- [WHAT THE TASK REQUIRES]:
Please reproduce all of the entries exactly, without omitting any.

- [STORED DATA]:
//! Node load figures published under `stats` for placement scoring.

use std::sync::Arc;
use std::time::Duration;

use tokio::sync::watch;
use tracing::{debug, warn};

use hive_state::{ClusterState, NodeStats};

/// 15-minute load average from `/proc/loadavg` content.
pub fn parse_loadavg(content: &str) -> Option<f64> {
    content.split_whitespace().nth(2)?.parse().ok()
}

/// Fill the memory and swap figures of `stats` from `/proc/meminfo`
/// content. A host without swap reports all of it available.
pub fn parse_meminfo(content: &str, stats: &mut NodeStats) -> Option<()> {
    let field = |name: &str| -> Option<u64> {
        content
            .lines()
            .find_map(|line| line.strip_prefix(name)?.strip_prefix(':'))
            .and_then(|rest| rest.split_whitespace().next())
            .and_then(|kb| kb.parse().ok())
    };
    let total = field("MemTotal")?;
    let avail = field("MemAvailable")?;
    let swap_total = field("SwapTotal").unwrap_or(0);
    let swap_free = field("SwapFree").unwrap_or(0);
    stats.mem_total_mb = total / 1024;
    stats.mem_avail = percent(avail, total);
    stats.swap_avail = if swap_total == 0 { 100.0 } else { percent(swap_free, swap_total) };
    Some(())
}

/// Percentage rounded to one decimal, so small jitter does not produce a
/// new generation every interval.
fn percent(part: u64, whole: u64) -> f64 {
    if whole == 0 {
        return 0.0;
    }
    (part as f64 * 1000.0 / whole as f64).round() / 10.0
}

fn read() -> std::io::Result<NodeStats> {
    let mut stats = NodeStats::default();
    let loadavg = std::fs::read_to_string("/proc/loadavg")?;
    stats.load_15m = parse_loadavg(&loadavg).unwrap_or_default();
    let meminfo = std::fs::read_to_string("/proc/meminfo")?;
    if parse_meminfo(&meminfo, &mut stats).is_none() {
        debug!("incomplete /proc/meminfo");
    }
    Ok(stats)
}

/// Refresh the local `stats` record every `interval` until shutdown. The
/// monitor commits it with its next pass.
pub async fn run(cluster: Arc<ClusterState>, interval: Duration, mut shutdown: watch::Receiver<bool>) {
    loop {
        match read() {
            Ok(stats) => {
                if let Err(e) = cluster.local_tree().set_as(&["stats"], &stats) {
                    warn!(error = %e, "cannot publish node stats");
                }
            }
            Err(e) => debug!(error = %e, "node stats unavailable"),
        }
        tokio::select! {
            _ = tokio::time::sleep(interval) => {}
            _ = shutdown.changed() => break,
        }
    }
}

- [EXERCISE SOLUTION]:
//! Node load figures published under `stats` for placement scoring.

use std::sync::Arc;
use std::time::Duration;

use tokio::sync::watch;
use tracing::{debug, warn};

use hive_state::{ClusterState, NodeStats};

/// 15-minute load average from `/proc/loadavg` content.
pub fn parse_loadavg(content: &str) -> Option<f64> {
    content.split_whitespace().nth(2)?.parse().ok()
}

/// Fill the memory and swap figures of `stats` from `/proc/meminfo`
/// content. A host without swap reports all of it available.
pub fn parse_meminfo(content: &str, stats: &mut NodeStats) -> Option<()> {
    let field = |name: &str| -> Option<u64> {
        content
            .lines()
            .find_map(|line| line.strip_prefix(name)?.strip_prefix(':'))
            .and_then(|rest| rest.split_whitespace().next())
            .and_then(|kb| kb.parse().ok())
    };
    let total = field("MemTotal")?;
    let avail = field("MemAvailable")?;
    let swap_total = field("SwapTotal").unwrap_or(0);
    let swap_free = field("SwapFree").unwrap_or(0);
    stats.mem_total_mb = total / 1024;
    stats.mem_avail = percent(avail, total);
    stats.swap_avail = if swap_total == 0 { 100.0 } else { percent(swap_free, swap_total) };
    Some(())
}

/// Percentage rounded to one decimal, so small jitter does not produce a
/// new generation every interval.
fn percent(part: u64, whole: u64) -> f64 {
    if whole == 0 {
        return 0.0;
    }
    (part as f64 * 1000.0 / whole as f64).round() / 10.0
}

fn read() -> std::io::Result<NodeStats> {
    let mut stats = NodeStats::default();
    let loadavg = std::fs::read_to_string("/proc/loadavg")?;
    stats.load_15m = parse_loadavg(&loadavg).unwrap_or_default();
    let meminfo = std::fs::read_to_string("/proc/meminfo")?;
    if parse_meminfo(&meminfo, &mut stats).is_none() {
        debug!("incomplete /proc/meminfo");
    }
    Ok(stats)
}

/// Refresh the local `stats` record every `interval` until shutdown. The
/// monitor commits it with its next pass.
pub async fn run(cluster: Arc<ClusterState>, interval: Duration, mut shutdown: watch::Receiver<bool>) {
    loop {
        match read() {
            Ok(stats) => {
                if let Err(e) = cluster.local_tree().set_as(&["stats"], &stats) {
                    warn!(error = %e, "cannot publish node stats");
                }
            }
            Err(e) => debug!(error = %e, "node stats unavailable"),
        }
        tokio::select! {
            _ = tokio::time::sleep(interval) => {}
            _ = shutdown.changed() => break,
        }
    }
}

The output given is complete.